Another feature I use to like with MSN was ability to send pictures, especially the earlier versions which made it easy to send huge attachments that were too big for e-mail and didn’t involve a tedious web based file sending service.

If anyone is using an alternative to Skype/MSN that supports custom emotions or file transfers, please mention it here. :iagree:

I haven’t tried it but maybe someone can post about the Google chat features.

I do have a Google Voice phone number & it’s free at least for now.
The reason I mention that is it’s tied to Google chat & gmail.

I use whatsapp to talk on my smart phone…I talk internationally…doesn’t cost a dime

I use Skype but I must admit the icons are lacking.


Facebook Messenger

None of which can replace MSN Messenger.

Since I started this thread, I’ve done a fair amount of research into this and basically came to the following conclusion:

[li]The WLM (MSN Messenger) protocol appears to be the only service that supports sending/receiving custom emotions. The other main protocols - Yahoo Messenger, AIM/ICQ, Google Talk and Skype do not support sending custom emotions.
[/li][li]Every Instant Messenger client that supports custom emotions either relies on the WLM protocol to send the emotion or only displays custom emotions locally. For example, if I add a custom emotion and use it, the other end will only see the text unless they add this same graphic emotion to their client also.
[/li][li]No third party messenger supports Skype natively. Those that support the legacy WLM protocol (Pidgin, aMSN, etc.) will stop working once Microsoft fully shuts down its WLM service in March 2014. So if I do decide on another messenger client, I need to get my buddies to switch also.

One I’m tempted to give a try is Google Talk. Its software client certainly looks a lot less clunky than Skype. Its interface is very basic - Contacts list with an option to set online status/message and a chat window with a simple text entry. Interestingly for a Google product, it doesn’t have ads, at least for now.

ICQ was the best of all, but it died so many years ago.

SK’s NateOn was good for transmitting large files which was virtually impossible with MSN Messenger, but more than half of Westerners seemed to use MSN Messenger and more than half of South Korean office workers seemed to use MSN Messenger only.

Skype was a little bit better for video communication, but the interface seemed ugly and fast text chatting seemed inconvenient. Since Microsoft’s acquisition of Skype, I think it’s being fast forgotten even by Microsoft itself.

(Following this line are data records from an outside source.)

//! LocalizedString: a single string in a single locale.

use crate::types::Locale;
use serde::{Deserialize, Serialize};
use std::fmt;

/// An immutable `(locale, string)` pair.
///
/// Wire form: `{"locale": tag, "string": text}`. Both fields are required
/// on decode; a missing field or a `null` string is a decode error, never a
/// silently defaulted value. A `null` locale is accepted and resolves to
/// the root locale through [`Locale`]'s own decode rule.
#[derive(Debug, Clone, PartialEq, Eq, Serialize, Deserialize)]
pub struct LocalizedString {
    locale: Locale,
    string: String,
}

impl LocalizedString {
    /// Create a LocalizedString for the given locale.
    pub fn of(locale: Locale, string: impl Into<String>) -> Self {
        LocalizedString {
            locale,
            string: string.into(),
        }
    }

    /// Create a language-neutral LocalizedString (root locale).
    pub fn root(string: impl Into<String>) -> Self {
        LocalizedString::of(Locale::Root, string)
    }

    pub fn locale(&self) -> &Locale {
        &self.locale
    }

    pub fn string(&self) -> &str {
        &self.string
    }
}

impl fmt::Display for LocalizedString {
    fn fmt(&self, f: &mut fmt::Formatter<'_>) -> fmt::Result {
        f.write_str(&self.string)
    }
}
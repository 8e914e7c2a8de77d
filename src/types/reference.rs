//! Ref: a position inside a document.

use serde::{Deserialize, Serialize};
use std::fmt;

/// An immutable reference to a position inside a document: which document,
/// where in its physical layout, and where in its logical (JSON path)
/// structure.
///
/// Wire form: `{"documentId": …, "physicalRow": …, "physicalColumn": …,
/// "jsonPath": …}`. All four fields are required on decode. Negative row
/// or column mean "not applicable / unknown" and pass through untouched.
#[derive(Debug, Clone, PartialEq, Eq, Serialize, Deserialize)]
#[serde(rename_all = "camelCase")]
pub struct Ref {
    document_id: String,
    physical_row: i64,
    physical_column: i64,
    json_path: String,
}

impl Ref {
    /// Create a fully specified Ref.
    pub fn of(
        document_id: impl Into<String>,
        physical_row: i64,
        physical_column: i64,
        json_path: impl Into<String>,
    ) -> Self {
        Ref {
            document_id: document_id.into(),
            physical_row,
            physical_column,
            json_path: json_path.into(),
        }
    }

    /// Create a Ref carrying only a JSON path: empty document id, unknown
    /// physical position.
    pub fn of_path(json_path: impl Into<String>) -> Self {
        Ref::of("", -1, -1, json_path)
    }

    pub fn document_id(&self) -> &str {
        &self.document_id
    }

    pub fn physical_row(&self) -> i64 {
        self.physical_row
    }

    pub fn physical_column(&self) -> i64 {
        self.physical_column
    }

    pub fn json_path(&self) -> &str {
        &self.json_path
    }
}

impl fmt::Display for Ref {
    fn fmt(&self, f: &mut fmt::Formatter<'_>) -> fmt::Result {
        write!(
            f,
            "{}@{}:{} {}",
            self.document_id, self.physical_row, self.physical_column, self.json_path
        )
    }
}
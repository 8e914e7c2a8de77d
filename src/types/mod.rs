//! Commons value types and their wire representations.
//!
//! All types here are immutable values: construct them fully, then read.
//! Each carries its own JSON contract, either as a handwritten serde impl
//! (`Locale`, `Dict`, where the wire format diverges from what a derive
//! would produce) or as a derive pinned to exact field names
//! (`LocalizedString`, `Ref`, `ValidationError`).

mod dict;
mod locale;
mod localized_string;
mod reference;
mod validation;

pub use dict::Dict;
pub use locale::Locale;
pub use localized_string::LocalizedString;
pub use reference::Ref;
pub use validation::{ErrorLevel, ValidationError};
//! Error taxonomy for the commons JSON codecs.
//!
//! Three failure families exist: serialization failures (a value cannot be
//! turned into JSON), deserialization failures (the JSON text is malformed
//! or missing/mistyping a required field; the offending input travels with
//! the error), and locale decode failures (a token that is neither `null`
//! nor a string where a locale is expected). All are returned synchronously
//! from the failing call; nothing is retried or recovered internally.

use thiserror::Error;

/// Errors produced by the JSON engine and the facade.
#[derive(Debug, Error)]
pub enum JsonError {
    /// The value could not be serialized to JSON.
    #[error("couldn't serialize provided value to JSON")]
    Serialize {
        #[source]
        source: serde_json::Error,
    },

    /// The JSON text could not be deserialized into the target type.
    /// Carries the offending input for diagnostics.
    #[error("couldn't deserialize provided JSON: {input}")]
    Deserialize {
        input: String,
        #[source]
        source: serde_json::Error,
    },

    /// A registered codec rejected the value or the JSON tree.
    #[error("codec error for {type_name}: {detail}")]
    Codec {
        type_name: &'static str,
        detail: String,
    },
}

impl JsonError {
    /// Shorthand for a codec rejection.
    pub fn codec(type_name: &'static str, detail: impl Into<String>) -> Self {
        JsonError::Codec {
            type_name,
            detail: detail.into(),
        }
    }
}

/// A language tag that could not be parsed into a [`crate::Locale`].
#[derive(Debug, Clone, PartialEq, Eq, Error)]
#[error("unparseable locale tag: '{tag}'")]
pub struct LocaleError {
    /// The rejected tag, as received.
    pub tag: String,
}

impl LocaleError {
    pub fn new(tag: impl Into<String>) -> Self {
        LocaleError { tag: tag.into() }
    }
}

/// A version string that is not `major.minor.patch[-pre]`.
#[derive(Debug, Clone, PartialEq, Eq, Error)]
#[error("invalid semantic version: '{input}'")]
pub struct SemVersionError {
    /// The rejected version string, as received.
    pub input: String,
}
//! Locale type: a validated language tag or the root sentinel.
//!
//! This module also carries the locale wire contract, which deliberately
//! diverges from what a generic mapping would do: the root locale is
//! written as the empty string `""`, and a JSON `null` always decodes back
//! to the root locale instead of collapsing to a missing value. That keeps
//! round-tripping total regardless of which write path produced the JSON
//! (the custom writer emits `""`; reflection-style writers may emit `null`).

use crate::error::LocaleError;
use serde::de::{self, Visitor};
use serde::{Deserialize, Deserializer, Serialize, Serializer};
use std::fmt;

/// A language/region identifier, or the distinguished root locale.
///
/// The root locale means "no specific locale / language-neutral". It is a
/// real value, not an absent one: it must survive a JSON round trip.
#[derive(Debug, Clone, PartialEq, Eq, Hash)]
pub enum Locale {
    /// The language-neutral sentinel. Wire form: `""` (or `null` on input).
    Root,

    /// A canonicalized language tag, e.g. `"it"` or `"fr-FR"`. Never empty.
    Tag(String),
}

impl Locale {
    /// Parse a language tag into a Locale.
    ///
    /// The empty string parses to [`Locale::Root`]. Otherwise the tag must
    /// be `language["-"subtag…]` with 1-8 ASCII alphanumerics per subtag
    /// and an alphabetic 2-8 letter language subtag. `_` separators are
    /// accepted and canonicalized to `-`; the language subtag is lowercased
    /// and two-letter region subtags are uppercased, so `"IT_ch"` parses to
    /// the same value as `"it-CH"`.
    ///
    /// # Returns
    /// * `Ok(Locale)` for the empty string or a well-formed tag
    /// * `Err(LocaleError)` carrying the rejected tag otherwise
    pub fn from_tag(tag: &str) -> Result<Locale, LocaleError> {
        if tag.is_empty() {
            return Ok(Locale::Root);
        }

        let mut canonical: Vec<String> = Vec::new();
        for (i, subtag) in tag.split(['-', '_']).enumerate() {
            if subtag.is_empty()
                || subtag.len() > 8
                || !subtag.bytes().all(|b| b.is_ascii_alphanumeric())
            {
                return Err(LocaleError::new(tag));
            }
            if i == 0 {
                // Language subtag: alphabetic, at least two letters.
                if subtag.len() < 2 || !subtag.bytes().all(|b| b.is_ascii_alphabetic()) {
                    return Err(LocaleError::new(tag));
                }
                canonical.push(subtag.to_ascii_lowercase());
            } else if subtag.len() == 2 && subtag.bytes().all(|b| b.is_ascii_alphabetic()) {
                // Region subtag.
                canonical.push(subtag.to_ascii_uppercase());
            } else {
                canonical.push(subtag.to_ascii_lowercase());
            }
        }

        Ok(Locale::Tag(canonical.join("-")))
    }

    /// The canonical written form of this locale: `""` for root, the
    /// canonicalized tag otherwise.
    pub fn wire_tag(&self) -> &str {
        match self {
            Locale::Root => "",
            Locale::Tag(tag) => tag,
        }
    }

    /// Whether this is the root (language-neutral) locale.
    pub fn is_root(&self) -> bool {
        matches!(self, Locale::Root)
    }
}

impl fmt::Display for Locale {
    fn fmt(&self, f: &mut fmt::Formatter<'_>) -> fmt::Result {
        f.write_str(self.wire_tag())
    }
}

impl Serialize for Locale {
    fn serialize<S: Serializer>(&self, serializer: S) -> Result<S::Ok, S::Error> {
        serializer.serialize_str(self.wire_tag())
    }
}

struct LocaleVisitor;

impl<'de> Visitor<'de> for LocaleVisitor {
    type Value = Locale;

    fn expecting(&self, f: &mut fmt::Formatter<'_>) -> fmt::Result {
        f.write_str("a locale tag string or null")
    }

    fn visit_str<E: de::Error>(self, value: &str) -> Result<Locale, E> {
        Locale::from_tag(value).map_err(de::Error::custom)
    }

    // JSON null means the root locale, never a missing value.
    fn visit_unit<E: de::Error>(self) -> Result<Locale, E> {
        Ok(Locale::Root)
    }

    fn visit_none<E: de::Error>(self) -> Result<Locale, E> {
        Ok(Locale::Root)
    }
}

impl<'de> Deserialize<'de> for Locale {
    fn deserialize<D: Deserializer<'de>>(deserializer: D) -> Result<Self, D::Error> {
        deserializer.deserialize_any(LocaleVisitor)
    }
}
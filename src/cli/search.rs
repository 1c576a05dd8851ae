use tabled::Table;

use crate::{
    config::Config,
    error, info,
    management::SearchResultsManager,
    spotify::search::search_tracks,
    utils, warning,
};

use super::{connect, spinner};

/// Searches tracks and prints them as a numbered table.
///
/// A failing search is reported and shows an empty result set; the numbers
/// printed are the ones `jammming draft add` expects.
pub async fn search(config: &Config, query: &str, limit: u32) {
    let mut results = match SearchResultsManager::load(config.data_dir.clone()).await {
        Ok(results) => results,
        Err(e) => error!("Failed to load last search: {}", e),
    };

    let mut gateway = connect(config).await;

    let pb = spinner("Searching tracks...");
    let outcome = search_tracks(&mut gateway, query, limit).await;
    pb.finish_and_clear();

    let tracks = match outcome {
        Ok(tracks) => tracks,
        Err(e) => {
            warning!("Search failed: {}", e);
            Vec::new()
        }
    };

    if let Err(e) = results.replace(query, tracks).await {
        warning!("Failed to remember search results: {}", e);
    }

    if results.tracks().is_empty() {
        info!("No tracks found for \"{}\"", query.trim());
        return;
    }

    println!("{}", Table::new(utils::track_table_rows(results.tracks())));
    info!("Add tracks with `jammming draft add <#>...`");
}
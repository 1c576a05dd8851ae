//! # API Module
//!
//! HTTP endpoints of the local server that receives the authorization
//! redirect.
//!
//! - [`callback`] - Takes `code`, `state` and `error` from the redirect query
//!   and redirects the browser to [`done`], leaving no code in the URL
//! - [`done`] - Static page telling the user to return to the terminal
//! - [`health`] - Status and version, handy to check the port is reachable
//!
//! ```rust,ignore
//! use axum::{Router, routing::get};
//! use jammming::api::{callback, done, health};
//!
//! let app = Router::new()
//!     .route("/callback", get(callback))
//!     .route("/done", get(done))
//!     .route("/health", get(health));
//! ```

mod callback;
mod health;

pub use callback::{callback, done};
pub use health::health;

Tencent’s WeChat has 460 million. WhatsApp 300 million. NHN’s Line 260 million. Kakaotalk 120 million. The world’s largest non-mobile messenger is either Facebook, Yahoo Messenger, AIM, MSN/Skype, or Tencent’s QQ. Tencent’s market value is a little over US$100 billion. WhatsApp was started by two former Yahoo employees and is wanted by both Facebook and Google. Kakaotalk was started by some fomer employees of NHN of Naver which in turn was part of Samsung. Line is a product of NHN.

Numbers are important because they mean advertising income. The founders of WhatsApp will not sell Whatsapp at the price of Skype when it was sold to Microsoft. WeChat and Line were started by large IT companies in 2011. WhatsApp and Kakaotalk were started by former engineers of large IT companies in 2010 and 2009 respectively. At first, most Western users seemed to use WhatsApp. Most Chinese users chose WeChat. Most South Korean users chose Kakaotalk. Most Japanese users chose Line. That’s no more true. There are more than 100 million non-Chinese WeChat users and more than 200 million non-Japanese Line users. Two thirds of Kakaotalk users live outside South Korea.

Most non-mobile messengers by now support iOS, Android, and Windows Phone. Likewise, most mobile messengers support Windows, Linux, and Mac OS.